● What this task involves: Of all the lines in the records below, copy only those that contain the string "bosses".

Collected data entries:
■ ■ ■ ■ ■

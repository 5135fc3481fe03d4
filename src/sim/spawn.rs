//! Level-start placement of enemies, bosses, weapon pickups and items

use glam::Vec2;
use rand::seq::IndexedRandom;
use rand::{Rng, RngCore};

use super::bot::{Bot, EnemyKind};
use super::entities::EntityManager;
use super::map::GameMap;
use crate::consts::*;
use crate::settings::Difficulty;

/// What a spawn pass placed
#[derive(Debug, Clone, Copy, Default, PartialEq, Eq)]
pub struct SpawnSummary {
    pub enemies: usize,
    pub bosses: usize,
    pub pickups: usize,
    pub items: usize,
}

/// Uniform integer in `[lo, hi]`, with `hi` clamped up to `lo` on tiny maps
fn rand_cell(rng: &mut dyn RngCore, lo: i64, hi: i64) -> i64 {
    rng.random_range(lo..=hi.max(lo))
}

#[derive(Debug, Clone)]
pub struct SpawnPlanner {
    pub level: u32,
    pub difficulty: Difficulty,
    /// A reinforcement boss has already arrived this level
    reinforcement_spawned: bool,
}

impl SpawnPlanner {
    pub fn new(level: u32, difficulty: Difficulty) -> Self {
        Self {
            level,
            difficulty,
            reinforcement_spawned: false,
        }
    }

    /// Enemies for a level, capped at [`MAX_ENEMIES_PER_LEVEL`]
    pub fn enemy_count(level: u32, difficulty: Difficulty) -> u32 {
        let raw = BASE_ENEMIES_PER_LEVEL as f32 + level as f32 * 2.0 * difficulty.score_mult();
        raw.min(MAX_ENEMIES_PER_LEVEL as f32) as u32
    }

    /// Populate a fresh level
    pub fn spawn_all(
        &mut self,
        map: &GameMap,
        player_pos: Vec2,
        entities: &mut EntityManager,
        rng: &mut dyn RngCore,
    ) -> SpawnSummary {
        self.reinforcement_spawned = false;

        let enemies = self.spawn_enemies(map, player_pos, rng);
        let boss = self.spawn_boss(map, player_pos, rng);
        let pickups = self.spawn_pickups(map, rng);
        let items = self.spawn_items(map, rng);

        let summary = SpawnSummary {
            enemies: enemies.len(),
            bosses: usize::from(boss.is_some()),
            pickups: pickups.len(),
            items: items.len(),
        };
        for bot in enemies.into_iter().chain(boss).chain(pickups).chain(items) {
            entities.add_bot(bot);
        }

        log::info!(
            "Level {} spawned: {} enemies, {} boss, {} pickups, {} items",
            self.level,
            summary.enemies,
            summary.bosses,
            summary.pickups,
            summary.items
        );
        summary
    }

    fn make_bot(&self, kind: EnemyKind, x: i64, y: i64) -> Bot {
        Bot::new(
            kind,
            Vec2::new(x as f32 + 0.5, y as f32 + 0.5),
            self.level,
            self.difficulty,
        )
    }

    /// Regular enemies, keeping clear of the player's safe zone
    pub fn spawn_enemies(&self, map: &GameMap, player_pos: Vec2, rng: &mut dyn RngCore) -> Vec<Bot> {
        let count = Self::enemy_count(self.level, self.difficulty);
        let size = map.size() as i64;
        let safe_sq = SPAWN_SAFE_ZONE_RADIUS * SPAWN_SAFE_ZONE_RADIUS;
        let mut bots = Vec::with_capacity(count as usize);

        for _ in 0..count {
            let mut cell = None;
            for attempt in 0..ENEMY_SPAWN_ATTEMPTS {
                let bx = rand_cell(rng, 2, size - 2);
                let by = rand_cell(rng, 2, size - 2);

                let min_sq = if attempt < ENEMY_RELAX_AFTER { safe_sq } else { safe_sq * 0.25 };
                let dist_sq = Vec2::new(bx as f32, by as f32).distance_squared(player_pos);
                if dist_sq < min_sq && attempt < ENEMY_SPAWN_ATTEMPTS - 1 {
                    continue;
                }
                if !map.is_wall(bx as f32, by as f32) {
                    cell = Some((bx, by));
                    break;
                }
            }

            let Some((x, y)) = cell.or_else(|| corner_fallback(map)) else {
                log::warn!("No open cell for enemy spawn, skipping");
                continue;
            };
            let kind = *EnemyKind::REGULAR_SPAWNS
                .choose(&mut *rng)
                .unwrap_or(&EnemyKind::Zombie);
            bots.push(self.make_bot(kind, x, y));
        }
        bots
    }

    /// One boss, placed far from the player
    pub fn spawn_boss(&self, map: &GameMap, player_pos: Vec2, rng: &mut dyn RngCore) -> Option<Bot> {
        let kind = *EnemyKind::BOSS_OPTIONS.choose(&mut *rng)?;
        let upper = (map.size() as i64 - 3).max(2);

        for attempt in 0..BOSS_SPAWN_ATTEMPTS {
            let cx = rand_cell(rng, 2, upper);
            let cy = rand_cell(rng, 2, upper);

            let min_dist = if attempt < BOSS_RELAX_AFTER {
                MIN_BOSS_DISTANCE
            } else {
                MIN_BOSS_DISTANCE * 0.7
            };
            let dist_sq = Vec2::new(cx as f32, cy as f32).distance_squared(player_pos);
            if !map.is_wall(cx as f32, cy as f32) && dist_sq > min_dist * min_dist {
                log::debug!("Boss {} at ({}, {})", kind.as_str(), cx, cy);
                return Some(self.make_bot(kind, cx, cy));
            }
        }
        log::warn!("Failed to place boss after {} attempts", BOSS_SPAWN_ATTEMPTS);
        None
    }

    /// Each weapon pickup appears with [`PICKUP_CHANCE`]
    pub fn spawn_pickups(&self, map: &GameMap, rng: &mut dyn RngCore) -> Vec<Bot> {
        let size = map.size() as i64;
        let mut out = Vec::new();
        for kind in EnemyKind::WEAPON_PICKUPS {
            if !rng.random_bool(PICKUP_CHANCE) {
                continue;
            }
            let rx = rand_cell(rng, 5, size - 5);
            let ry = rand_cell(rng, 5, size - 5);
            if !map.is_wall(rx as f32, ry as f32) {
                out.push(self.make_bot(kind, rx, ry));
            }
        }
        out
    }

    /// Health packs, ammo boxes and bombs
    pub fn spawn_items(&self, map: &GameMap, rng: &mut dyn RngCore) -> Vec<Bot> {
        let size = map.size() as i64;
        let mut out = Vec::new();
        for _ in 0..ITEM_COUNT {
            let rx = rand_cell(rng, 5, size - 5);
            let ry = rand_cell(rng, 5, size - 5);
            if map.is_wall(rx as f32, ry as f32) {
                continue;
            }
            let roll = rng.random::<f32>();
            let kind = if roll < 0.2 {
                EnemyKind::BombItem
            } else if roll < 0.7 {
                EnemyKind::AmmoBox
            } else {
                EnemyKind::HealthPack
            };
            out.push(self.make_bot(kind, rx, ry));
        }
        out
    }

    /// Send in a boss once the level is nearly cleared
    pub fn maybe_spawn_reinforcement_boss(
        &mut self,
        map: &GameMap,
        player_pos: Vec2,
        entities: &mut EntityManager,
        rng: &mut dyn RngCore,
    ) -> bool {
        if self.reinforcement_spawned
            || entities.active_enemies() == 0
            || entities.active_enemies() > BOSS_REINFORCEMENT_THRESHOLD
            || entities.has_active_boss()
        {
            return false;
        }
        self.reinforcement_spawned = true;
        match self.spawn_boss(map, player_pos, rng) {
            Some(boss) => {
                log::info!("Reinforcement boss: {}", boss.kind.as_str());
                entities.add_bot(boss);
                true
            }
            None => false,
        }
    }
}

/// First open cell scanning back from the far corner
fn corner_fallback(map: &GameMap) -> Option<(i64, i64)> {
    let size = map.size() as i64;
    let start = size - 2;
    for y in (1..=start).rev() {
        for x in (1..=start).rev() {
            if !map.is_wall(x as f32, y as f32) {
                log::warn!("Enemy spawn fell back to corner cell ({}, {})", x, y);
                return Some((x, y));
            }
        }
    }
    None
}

■ ■ ■ ■ ■

● Written solution:
//! Level-start placement of enemies, bosses, weapon pickups and items
    pub bosses: usize,
            bosses: usize::from(boss.is_some()),
            summary.bosses,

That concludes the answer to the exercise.